Task instructions:
From the entries, filter out every line that lacks "given" and copy the rest.

Saved entries
- Opening Delimiter -
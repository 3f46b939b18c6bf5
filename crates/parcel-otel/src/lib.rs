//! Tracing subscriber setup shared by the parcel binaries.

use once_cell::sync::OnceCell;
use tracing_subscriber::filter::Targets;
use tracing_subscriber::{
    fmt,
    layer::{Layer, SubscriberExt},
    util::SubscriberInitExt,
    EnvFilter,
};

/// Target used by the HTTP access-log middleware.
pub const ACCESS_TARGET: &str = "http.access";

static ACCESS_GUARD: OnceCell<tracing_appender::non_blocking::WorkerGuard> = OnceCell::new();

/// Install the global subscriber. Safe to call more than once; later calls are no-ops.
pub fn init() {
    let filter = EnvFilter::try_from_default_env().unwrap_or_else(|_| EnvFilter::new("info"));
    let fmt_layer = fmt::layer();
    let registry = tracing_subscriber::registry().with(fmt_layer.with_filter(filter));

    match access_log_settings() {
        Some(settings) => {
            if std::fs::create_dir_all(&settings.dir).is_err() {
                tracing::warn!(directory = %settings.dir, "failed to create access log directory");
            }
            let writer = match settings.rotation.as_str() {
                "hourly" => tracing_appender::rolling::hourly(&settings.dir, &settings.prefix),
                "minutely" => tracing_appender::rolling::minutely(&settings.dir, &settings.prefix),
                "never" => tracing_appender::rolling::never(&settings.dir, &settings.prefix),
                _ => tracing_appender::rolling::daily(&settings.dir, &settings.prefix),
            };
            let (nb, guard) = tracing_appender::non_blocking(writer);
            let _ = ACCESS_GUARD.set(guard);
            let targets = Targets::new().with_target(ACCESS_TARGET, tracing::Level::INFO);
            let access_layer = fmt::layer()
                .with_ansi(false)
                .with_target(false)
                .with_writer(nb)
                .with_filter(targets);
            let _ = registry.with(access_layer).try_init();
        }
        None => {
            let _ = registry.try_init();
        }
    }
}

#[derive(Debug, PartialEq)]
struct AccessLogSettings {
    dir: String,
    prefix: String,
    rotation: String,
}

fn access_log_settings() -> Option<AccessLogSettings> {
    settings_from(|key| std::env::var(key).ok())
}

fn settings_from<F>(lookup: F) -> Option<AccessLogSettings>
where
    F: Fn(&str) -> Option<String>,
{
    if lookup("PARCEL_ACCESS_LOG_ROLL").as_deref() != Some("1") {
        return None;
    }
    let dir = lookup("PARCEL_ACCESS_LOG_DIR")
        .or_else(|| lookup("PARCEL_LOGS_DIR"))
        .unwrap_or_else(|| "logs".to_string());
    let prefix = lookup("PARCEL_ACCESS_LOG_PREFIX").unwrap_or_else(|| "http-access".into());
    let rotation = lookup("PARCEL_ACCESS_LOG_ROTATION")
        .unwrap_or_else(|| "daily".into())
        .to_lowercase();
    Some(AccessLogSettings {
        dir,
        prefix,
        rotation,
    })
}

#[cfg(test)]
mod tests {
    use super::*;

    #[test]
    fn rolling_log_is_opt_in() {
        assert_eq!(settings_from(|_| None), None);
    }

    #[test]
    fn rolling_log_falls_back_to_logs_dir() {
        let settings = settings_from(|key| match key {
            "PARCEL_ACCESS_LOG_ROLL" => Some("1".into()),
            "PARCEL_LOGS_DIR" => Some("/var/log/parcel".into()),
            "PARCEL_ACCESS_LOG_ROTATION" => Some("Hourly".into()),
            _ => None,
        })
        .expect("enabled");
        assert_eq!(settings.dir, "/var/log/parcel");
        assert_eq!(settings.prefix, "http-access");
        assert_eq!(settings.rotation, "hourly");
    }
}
- Closing Delimiter -
- Opening Delimiter -
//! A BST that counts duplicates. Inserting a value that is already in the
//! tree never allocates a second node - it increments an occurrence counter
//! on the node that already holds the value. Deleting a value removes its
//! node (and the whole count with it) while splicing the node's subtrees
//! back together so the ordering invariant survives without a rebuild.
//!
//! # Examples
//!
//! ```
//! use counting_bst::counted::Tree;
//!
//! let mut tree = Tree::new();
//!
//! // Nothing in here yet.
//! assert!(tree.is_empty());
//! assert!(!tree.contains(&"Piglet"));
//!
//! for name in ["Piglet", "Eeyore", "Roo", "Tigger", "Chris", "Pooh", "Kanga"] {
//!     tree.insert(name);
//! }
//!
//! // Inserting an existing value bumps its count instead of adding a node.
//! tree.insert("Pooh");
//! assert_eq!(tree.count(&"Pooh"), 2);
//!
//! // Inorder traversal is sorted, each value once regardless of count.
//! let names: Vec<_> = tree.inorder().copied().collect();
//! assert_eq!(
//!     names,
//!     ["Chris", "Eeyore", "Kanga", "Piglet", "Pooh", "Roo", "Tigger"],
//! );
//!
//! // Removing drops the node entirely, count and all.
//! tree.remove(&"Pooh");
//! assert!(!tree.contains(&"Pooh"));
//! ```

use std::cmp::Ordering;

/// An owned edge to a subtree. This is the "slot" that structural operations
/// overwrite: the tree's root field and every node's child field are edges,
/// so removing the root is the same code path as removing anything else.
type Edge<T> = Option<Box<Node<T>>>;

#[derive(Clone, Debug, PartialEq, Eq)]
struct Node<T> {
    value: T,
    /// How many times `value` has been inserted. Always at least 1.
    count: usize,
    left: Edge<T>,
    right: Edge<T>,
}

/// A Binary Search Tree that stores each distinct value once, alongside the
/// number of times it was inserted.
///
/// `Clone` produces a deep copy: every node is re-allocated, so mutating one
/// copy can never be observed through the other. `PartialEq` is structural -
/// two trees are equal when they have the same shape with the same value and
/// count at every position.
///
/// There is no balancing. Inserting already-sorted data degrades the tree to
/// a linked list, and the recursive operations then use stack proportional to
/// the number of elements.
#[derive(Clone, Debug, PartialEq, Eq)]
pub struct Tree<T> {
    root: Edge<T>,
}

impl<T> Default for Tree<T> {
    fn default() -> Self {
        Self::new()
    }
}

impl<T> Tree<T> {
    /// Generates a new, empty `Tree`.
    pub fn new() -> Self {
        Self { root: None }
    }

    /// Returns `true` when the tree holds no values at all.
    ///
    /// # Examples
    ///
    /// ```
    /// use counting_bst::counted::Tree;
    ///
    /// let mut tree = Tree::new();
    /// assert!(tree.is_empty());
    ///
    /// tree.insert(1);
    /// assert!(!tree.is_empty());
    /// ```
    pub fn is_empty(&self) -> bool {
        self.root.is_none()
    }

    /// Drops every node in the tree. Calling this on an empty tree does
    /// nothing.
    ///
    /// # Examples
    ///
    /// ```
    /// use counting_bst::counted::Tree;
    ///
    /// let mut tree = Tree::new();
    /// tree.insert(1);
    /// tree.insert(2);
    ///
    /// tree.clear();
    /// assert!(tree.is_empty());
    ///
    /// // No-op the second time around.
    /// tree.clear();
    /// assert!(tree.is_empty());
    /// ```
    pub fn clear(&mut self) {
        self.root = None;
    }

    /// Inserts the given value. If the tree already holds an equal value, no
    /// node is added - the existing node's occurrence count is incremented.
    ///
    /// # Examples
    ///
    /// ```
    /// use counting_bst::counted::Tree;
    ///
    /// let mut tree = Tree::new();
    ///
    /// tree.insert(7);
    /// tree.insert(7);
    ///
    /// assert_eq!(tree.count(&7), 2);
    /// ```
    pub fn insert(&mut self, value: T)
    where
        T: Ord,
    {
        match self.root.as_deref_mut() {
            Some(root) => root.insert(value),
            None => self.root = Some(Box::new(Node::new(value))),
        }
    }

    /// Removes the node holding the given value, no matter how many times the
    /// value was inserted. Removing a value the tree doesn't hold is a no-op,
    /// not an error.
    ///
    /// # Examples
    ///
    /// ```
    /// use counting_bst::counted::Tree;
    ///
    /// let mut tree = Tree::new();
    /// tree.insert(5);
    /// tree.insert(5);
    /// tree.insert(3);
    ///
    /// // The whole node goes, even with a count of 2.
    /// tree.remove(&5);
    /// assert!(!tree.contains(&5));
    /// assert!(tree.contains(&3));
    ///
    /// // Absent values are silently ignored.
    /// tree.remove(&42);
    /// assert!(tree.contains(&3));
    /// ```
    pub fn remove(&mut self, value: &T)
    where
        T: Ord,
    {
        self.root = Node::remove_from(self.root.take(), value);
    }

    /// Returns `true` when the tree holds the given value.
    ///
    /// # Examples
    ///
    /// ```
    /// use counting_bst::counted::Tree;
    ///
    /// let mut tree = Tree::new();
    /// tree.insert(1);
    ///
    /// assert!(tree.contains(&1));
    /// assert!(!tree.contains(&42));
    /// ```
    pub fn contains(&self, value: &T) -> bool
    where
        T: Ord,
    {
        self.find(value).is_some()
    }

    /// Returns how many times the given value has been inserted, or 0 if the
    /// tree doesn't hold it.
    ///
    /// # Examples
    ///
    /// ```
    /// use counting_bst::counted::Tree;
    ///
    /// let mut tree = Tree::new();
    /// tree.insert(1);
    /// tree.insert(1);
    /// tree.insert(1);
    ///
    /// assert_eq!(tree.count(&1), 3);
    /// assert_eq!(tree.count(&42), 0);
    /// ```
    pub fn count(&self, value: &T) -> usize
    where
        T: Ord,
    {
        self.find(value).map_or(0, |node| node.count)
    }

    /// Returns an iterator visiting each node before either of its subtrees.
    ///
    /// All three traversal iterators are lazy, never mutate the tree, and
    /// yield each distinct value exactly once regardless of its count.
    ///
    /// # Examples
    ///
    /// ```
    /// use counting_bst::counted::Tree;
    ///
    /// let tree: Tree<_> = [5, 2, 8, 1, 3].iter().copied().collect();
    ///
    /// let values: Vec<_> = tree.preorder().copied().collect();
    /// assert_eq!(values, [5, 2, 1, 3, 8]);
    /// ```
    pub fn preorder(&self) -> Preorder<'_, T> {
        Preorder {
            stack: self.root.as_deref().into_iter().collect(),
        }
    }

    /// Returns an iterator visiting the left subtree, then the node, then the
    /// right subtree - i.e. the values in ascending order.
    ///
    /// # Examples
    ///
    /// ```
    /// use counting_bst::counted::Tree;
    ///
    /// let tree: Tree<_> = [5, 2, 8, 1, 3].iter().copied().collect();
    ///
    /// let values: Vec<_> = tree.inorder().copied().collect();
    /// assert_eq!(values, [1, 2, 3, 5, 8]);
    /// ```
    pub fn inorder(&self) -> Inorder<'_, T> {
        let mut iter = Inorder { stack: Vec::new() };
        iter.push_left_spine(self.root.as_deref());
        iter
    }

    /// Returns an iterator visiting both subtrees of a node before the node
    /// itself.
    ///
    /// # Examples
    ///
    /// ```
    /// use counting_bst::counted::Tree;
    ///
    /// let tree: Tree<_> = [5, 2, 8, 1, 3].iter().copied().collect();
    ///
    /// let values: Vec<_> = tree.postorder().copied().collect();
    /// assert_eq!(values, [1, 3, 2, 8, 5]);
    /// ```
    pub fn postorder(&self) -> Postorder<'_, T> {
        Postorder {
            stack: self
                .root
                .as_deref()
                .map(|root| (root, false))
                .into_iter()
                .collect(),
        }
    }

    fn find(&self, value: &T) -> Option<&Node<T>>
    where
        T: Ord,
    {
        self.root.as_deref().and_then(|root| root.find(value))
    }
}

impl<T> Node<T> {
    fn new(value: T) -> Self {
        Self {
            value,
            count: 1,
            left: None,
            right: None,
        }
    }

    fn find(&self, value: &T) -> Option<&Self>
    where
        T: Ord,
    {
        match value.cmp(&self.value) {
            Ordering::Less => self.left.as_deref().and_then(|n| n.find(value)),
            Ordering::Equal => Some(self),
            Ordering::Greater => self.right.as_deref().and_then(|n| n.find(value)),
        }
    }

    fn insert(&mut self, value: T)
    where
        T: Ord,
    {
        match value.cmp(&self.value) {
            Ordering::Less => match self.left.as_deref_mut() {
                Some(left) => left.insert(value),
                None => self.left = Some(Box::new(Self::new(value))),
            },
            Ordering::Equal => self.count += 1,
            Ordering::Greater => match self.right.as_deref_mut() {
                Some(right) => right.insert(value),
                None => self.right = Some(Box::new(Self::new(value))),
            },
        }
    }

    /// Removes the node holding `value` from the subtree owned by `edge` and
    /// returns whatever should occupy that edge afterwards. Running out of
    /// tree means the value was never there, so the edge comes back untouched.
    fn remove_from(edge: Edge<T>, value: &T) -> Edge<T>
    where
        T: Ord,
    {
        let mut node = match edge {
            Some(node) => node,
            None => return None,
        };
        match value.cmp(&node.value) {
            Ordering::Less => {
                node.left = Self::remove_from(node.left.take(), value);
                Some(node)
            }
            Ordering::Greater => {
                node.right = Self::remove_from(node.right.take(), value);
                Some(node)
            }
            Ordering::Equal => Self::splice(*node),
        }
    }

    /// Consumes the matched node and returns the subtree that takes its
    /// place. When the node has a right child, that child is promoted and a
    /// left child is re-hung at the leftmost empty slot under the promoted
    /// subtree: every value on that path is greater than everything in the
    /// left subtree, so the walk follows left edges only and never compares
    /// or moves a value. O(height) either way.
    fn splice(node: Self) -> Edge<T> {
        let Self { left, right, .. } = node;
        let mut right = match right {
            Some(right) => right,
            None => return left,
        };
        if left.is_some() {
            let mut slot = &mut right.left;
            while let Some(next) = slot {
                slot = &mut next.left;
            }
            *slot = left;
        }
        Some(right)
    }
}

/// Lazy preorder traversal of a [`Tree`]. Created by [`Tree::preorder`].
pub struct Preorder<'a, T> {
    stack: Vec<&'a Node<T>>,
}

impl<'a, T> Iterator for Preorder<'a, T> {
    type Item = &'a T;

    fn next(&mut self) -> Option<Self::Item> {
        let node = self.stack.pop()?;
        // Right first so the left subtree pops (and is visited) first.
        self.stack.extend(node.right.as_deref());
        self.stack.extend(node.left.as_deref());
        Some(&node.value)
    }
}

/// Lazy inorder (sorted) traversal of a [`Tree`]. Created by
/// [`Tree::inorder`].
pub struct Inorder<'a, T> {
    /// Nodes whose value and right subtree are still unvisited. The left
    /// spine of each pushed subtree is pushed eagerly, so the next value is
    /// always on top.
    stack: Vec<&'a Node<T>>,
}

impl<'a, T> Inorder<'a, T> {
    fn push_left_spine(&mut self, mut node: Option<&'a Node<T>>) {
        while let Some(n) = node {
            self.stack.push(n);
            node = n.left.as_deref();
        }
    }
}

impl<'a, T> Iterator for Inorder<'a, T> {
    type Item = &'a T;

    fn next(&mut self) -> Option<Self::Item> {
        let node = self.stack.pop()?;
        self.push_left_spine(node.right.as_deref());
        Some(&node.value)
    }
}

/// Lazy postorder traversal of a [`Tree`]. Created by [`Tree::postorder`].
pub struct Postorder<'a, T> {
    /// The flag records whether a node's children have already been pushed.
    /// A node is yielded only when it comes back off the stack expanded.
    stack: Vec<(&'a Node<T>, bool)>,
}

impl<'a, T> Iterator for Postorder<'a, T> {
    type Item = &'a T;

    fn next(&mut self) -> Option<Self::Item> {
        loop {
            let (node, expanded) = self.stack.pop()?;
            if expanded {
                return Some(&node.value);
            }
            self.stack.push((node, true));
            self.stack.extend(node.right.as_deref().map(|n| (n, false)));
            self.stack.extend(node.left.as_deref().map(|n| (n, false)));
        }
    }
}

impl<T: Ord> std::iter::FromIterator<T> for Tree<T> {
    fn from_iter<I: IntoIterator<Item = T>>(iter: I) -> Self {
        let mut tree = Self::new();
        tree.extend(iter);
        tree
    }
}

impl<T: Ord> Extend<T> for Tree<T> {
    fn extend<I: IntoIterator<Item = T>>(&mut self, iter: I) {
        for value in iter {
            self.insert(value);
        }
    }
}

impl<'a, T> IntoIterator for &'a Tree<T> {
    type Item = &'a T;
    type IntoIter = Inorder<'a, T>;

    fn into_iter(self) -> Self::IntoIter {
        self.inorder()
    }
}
- Closing Delimiter -
Solution to this exercise:
    /// Inserts the given value. If the tree already holds an equal value, no
    /// Removes the node holding the given value, no matter how many times the
    /// Returns `true` when the tree holds the given value.
    /// Returns how many times the given value has been inserted, or 0 if the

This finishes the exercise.